The task: List each line of the data that holds the string "match", please.

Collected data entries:
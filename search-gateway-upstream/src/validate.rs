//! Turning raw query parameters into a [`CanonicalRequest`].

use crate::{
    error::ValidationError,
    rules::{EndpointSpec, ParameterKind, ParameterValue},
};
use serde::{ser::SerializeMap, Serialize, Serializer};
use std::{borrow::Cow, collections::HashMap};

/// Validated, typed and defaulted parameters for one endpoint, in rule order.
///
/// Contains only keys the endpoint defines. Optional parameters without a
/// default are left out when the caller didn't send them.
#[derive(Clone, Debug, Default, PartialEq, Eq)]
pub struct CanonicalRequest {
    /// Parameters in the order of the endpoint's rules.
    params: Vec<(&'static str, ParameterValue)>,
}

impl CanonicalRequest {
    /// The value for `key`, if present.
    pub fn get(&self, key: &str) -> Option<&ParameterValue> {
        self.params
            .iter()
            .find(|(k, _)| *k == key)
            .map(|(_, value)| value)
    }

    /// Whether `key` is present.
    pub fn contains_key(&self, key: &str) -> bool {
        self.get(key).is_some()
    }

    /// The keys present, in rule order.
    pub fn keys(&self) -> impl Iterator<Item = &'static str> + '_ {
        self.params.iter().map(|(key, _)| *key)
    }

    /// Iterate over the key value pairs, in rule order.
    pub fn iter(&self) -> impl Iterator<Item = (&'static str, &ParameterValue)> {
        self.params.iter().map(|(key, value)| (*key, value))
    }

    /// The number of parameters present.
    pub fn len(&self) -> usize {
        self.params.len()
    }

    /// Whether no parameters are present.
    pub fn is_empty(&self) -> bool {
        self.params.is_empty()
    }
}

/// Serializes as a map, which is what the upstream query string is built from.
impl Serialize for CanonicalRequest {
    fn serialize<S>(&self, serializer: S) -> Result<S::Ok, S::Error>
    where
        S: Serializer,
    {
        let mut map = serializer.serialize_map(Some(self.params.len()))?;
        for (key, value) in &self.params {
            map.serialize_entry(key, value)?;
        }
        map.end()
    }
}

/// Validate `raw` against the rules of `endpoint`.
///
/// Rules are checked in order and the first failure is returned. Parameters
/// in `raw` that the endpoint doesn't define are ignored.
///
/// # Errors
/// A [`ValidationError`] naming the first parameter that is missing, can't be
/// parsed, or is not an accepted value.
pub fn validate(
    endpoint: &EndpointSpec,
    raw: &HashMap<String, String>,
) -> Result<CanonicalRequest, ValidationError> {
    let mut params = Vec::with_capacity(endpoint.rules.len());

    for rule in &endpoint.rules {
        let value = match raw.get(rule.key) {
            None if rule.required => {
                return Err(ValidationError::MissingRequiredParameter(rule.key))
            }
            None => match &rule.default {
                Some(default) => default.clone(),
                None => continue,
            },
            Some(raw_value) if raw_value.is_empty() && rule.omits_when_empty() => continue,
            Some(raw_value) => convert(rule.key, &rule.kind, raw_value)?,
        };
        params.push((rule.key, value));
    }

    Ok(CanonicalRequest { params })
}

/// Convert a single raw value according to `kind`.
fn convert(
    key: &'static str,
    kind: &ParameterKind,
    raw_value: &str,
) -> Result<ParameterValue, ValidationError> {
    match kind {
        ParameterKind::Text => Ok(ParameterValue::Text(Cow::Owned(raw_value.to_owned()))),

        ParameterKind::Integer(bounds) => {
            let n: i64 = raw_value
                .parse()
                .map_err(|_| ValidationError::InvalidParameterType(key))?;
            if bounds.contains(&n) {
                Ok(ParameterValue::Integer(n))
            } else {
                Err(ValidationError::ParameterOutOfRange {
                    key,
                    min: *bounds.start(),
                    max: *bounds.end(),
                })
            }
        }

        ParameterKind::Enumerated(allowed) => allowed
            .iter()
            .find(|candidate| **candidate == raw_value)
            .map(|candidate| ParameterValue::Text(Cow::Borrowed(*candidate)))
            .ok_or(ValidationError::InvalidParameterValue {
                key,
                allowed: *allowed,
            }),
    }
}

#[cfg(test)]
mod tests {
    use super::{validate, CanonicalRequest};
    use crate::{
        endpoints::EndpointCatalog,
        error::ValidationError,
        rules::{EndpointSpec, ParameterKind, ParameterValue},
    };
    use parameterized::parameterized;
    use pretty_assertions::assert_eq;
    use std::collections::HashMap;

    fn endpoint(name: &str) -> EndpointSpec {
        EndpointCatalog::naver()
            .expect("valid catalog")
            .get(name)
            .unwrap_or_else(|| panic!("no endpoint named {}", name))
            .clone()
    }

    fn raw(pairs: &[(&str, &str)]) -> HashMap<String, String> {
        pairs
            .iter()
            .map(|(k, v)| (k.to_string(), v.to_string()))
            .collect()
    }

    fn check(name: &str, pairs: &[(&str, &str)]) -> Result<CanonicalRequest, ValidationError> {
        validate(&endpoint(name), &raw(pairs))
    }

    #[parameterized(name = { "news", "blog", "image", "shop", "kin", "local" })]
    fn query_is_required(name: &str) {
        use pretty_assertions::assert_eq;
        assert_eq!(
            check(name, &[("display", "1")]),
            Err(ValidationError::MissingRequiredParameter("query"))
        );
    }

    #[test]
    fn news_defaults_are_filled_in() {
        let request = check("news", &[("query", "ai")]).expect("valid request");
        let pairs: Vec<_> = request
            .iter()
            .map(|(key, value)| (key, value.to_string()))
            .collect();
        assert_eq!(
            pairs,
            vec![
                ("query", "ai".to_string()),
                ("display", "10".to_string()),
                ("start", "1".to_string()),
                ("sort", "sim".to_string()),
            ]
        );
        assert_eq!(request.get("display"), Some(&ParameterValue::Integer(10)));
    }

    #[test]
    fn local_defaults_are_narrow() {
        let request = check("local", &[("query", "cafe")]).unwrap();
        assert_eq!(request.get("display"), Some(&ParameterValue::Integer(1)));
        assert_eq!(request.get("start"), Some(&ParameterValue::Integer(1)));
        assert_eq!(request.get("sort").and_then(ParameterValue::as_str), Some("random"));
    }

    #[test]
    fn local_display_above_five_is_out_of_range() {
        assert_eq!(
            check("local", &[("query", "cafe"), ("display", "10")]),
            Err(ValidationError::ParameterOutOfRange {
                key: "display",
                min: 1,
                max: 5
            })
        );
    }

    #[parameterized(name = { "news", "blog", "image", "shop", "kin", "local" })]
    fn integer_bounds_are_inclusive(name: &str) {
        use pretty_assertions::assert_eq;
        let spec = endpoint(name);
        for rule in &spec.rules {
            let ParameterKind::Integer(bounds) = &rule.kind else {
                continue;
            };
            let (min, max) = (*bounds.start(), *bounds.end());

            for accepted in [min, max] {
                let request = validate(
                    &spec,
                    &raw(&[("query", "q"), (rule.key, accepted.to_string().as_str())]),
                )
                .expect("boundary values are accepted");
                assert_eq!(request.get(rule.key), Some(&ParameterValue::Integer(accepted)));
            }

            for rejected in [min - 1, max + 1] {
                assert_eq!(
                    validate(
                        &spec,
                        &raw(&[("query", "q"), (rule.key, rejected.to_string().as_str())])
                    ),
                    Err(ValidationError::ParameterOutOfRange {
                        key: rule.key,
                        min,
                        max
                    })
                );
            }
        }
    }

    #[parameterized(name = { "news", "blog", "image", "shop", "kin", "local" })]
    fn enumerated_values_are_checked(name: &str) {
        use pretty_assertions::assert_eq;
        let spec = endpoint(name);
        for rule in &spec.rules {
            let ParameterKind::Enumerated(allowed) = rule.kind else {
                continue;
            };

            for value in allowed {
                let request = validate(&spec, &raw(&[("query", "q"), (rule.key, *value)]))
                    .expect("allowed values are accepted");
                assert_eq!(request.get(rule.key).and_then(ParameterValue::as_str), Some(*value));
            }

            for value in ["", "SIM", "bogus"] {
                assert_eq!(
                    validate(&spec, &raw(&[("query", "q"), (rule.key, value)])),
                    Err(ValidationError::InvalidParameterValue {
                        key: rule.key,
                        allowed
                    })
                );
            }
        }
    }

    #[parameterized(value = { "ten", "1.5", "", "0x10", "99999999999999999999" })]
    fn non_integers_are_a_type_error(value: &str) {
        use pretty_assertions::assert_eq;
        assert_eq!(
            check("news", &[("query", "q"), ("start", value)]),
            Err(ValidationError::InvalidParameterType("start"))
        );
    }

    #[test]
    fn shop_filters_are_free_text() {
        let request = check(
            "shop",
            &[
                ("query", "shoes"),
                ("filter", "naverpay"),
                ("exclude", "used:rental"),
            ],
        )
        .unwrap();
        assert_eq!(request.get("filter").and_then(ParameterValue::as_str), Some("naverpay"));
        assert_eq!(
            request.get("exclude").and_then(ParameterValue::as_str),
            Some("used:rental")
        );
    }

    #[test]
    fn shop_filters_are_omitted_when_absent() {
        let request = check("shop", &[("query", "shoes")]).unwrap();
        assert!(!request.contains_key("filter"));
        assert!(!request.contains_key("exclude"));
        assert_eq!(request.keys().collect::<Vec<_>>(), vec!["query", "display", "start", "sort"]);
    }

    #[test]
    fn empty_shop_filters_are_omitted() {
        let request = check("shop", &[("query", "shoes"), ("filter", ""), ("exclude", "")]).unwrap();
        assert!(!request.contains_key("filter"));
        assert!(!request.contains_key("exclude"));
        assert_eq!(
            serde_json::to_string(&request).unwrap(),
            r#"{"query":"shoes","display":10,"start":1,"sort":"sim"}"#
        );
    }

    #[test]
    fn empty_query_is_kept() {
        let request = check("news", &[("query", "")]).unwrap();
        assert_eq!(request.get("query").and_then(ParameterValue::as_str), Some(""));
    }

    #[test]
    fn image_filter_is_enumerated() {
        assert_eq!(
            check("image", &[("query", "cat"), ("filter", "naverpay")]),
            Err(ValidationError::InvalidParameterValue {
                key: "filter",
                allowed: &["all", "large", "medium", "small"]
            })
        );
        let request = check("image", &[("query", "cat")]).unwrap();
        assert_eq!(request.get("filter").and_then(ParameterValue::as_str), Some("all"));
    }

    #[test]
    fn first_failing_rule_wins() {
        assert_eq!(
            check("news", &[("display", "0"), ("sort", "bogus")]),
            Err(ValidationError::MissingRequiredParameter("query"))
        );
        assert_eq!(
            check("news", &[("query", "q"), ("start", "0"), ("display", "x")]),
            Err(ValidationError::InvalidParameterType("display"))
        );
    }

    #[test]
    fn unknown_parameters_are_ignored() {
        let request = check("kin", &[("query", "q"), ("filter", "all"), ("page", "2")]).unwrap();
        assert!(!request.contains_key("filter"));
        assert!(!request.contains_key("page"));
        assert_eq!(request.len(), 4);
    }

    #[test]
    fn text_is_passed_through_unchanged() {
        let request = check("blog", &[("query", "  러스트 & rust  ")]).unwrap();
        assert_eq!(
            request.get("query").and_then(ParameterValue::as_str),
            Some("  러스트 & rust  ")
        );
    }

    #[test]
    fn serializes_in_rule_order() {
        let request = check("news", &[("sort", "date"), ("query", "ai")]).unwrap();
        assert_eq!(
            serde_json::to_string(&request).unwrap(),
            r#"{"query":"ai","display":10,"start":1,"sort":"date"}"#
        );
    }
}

Final answer:
        let value = match raw.get(rule.key) {
            None => match &rule.default {
    match kind {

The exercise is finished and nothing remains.